Repeat exactly the lines from the start of the material below up to and including the "onto an encoding." line.

******

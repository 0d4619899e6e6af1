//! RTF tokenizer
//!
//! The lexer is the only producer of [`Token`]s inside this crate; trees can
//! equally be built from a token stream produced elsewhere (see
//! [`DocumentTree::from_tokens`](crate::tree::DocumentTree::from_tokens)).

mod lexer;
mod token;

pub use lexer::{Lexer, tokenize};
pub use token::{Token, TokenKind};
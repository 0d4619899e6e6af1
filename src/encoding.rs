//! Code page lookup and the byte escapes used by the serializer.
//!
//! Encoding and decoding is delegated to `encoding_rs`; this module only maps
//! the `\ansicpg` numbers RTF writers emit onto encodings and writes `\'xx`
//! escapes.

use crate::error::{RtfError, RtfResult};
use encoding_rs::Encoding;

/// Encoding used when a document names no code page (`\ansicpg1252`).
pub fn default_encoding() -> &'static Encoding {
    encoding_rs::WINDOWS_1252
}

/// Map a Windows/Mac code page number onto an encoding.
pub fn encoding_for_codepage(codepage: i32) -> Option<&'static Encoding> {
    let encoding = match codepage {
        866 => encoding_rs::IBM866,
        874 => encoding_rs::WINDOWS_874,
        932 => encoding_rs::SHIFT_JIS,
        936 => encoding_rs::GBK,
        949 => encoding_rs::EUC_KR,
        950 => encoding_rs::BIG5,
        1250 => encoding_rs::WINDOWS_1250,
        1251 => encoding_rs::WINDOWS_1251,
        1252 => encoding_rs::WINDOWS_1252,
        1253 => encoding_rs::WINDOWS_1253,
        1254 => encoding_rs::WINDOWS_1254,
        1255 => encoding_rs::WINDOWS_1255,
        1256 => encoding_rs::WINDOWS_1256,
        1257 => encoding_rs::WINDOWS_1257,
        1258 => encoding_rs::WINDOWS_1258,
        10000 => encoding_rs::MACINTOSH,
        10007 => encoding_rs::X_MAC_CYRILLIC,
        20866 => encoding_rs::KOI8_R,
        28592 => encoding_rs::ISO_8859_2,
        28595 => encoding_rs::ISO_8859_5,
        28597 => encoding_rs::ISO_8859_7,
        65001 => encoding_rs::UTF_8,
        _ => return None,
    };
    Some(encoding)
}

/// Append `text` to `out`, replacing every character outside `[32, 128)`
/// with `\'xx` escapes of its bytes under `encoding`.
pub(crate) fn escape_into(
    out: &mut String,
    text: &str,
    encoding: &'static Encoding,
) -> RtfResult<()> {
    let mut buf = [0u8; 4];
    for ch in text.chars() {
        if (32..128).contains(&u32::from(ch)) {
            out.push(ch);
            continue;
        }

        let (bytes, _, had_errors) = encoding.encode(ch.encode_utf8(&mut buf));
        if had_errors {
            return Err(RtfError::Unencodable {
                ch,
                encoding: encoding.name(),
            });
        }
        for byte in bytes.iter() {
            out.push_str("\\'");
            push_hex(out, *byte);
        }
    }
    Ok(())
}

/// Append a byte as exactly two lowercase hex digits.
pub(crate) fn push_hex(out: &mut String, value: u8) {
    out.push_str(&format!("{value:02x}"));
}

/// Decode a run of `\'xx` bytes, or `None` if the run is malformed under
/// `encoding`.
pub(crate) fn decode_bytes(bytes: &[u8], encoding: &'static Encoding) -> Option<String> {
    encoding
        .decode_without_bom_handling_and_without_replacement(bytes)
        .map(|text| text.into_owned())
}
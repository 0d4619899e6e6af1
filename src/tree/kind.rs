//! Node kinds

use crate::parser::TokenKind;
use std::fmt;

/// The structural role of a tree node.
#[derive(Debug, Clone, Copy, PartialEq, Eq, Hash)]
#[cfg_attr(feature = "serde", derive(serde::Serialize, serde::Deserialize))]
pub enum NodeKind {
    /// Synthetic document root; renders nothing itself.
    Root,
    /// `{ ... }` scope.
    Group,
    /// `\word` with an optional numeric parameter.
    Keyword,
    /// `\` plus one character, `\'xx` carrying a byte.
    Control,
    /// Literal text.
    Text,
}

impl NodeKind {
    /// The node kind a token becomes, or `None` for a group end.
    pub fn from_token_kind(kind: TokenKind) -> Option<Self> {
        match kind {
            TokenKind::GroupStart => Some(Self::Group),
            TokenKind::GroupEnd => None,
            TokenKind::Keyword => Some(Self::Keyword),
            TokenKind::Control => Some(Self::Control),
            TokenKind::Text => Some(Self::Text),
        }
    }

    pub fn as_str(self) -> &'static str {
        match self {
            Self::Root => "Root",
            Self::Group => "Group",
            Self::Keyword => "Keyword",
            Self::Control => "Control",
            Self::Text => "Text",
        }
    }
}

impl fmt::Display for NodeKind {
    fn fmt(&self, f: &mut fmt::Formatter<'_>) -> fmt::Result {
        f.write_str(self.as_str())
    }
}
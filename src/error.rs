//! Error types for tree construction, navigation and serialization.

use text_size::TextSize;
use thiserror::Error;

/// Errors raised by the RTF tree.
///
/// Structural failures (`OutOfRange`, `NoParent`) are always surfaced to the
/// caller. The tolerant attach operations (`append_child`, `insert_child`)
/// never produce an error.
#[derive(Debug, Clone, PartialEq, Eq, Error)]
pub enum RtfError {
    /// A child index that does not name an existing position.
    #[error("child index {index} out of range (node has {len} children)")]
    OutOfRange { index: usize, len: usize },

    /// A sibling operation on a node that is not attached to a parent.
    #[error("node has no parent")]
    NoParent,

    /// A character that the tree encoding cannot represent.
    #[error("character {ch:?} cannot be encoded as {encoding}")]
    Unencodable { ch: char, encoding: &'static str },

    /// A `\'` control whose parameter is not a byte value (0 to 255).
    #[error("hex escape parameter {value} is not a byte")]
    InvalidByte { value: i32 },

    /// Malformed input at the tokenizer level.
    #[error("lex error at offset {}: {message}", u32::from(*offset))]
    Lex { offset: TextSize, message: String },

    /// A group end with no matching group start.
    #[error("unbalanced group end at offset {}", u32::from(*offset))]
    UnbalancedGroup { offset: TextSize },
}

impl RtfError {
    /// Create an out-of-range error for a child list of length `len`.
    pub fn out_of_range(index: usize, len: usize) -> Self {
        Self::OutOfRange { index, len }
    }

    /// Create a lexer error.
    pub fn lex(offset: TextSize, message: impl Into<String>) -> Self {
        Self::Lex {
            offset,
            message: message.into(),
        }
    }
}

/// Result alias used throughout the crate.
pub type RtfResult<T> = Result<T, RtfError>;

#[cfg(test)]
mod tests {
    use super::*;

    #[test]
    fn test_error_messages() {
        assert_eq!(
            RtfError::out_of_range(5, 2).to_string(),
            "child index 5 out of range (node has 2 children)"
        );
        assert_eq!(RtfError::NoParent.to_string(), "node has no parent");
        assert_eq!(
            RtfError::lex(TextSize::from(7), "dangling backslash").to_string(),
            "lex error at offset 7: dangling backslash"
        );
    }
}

******

ANSWER FOR THE TASK -
repository 0d4619899e6e6af1
//! RTF tokenizer
//!
//! The lexer is the only producer of [`Token`]s inside this crate; trees can
//! equally be built from a token stream produced elsewhere (see
//! [`DocumentTree::from_tokens`](crate::tree::DocumentTree::from_tokens)).

mod lexer;
mod token;

pub use lexer::{Lexer, tokenize};
pub use token::{Token, TokenKind};
repository 0d4619899e6e6af1
filename src/encoding.rs
//! Code page lookup and the byte escapes used by the serializer.
//!
//! Encoding and decoding is delegated to `encoding_rs`; this module only maps
//! the `\ansicpg` numbers RTF writers emit onto encodings and writes `\'xx`
//! escapes.

use crate::error::{RtfError, RtfResult};
use encoding_rs::Encoding;

/// Encoding used when a document names no code page (`\ansicpg1252`).
pub fn default_encoding() -> &'static Encoding {
    encoding_rs::WINDOWS_1252
}

/// Map a Windows/Mac code page number onto an encoding.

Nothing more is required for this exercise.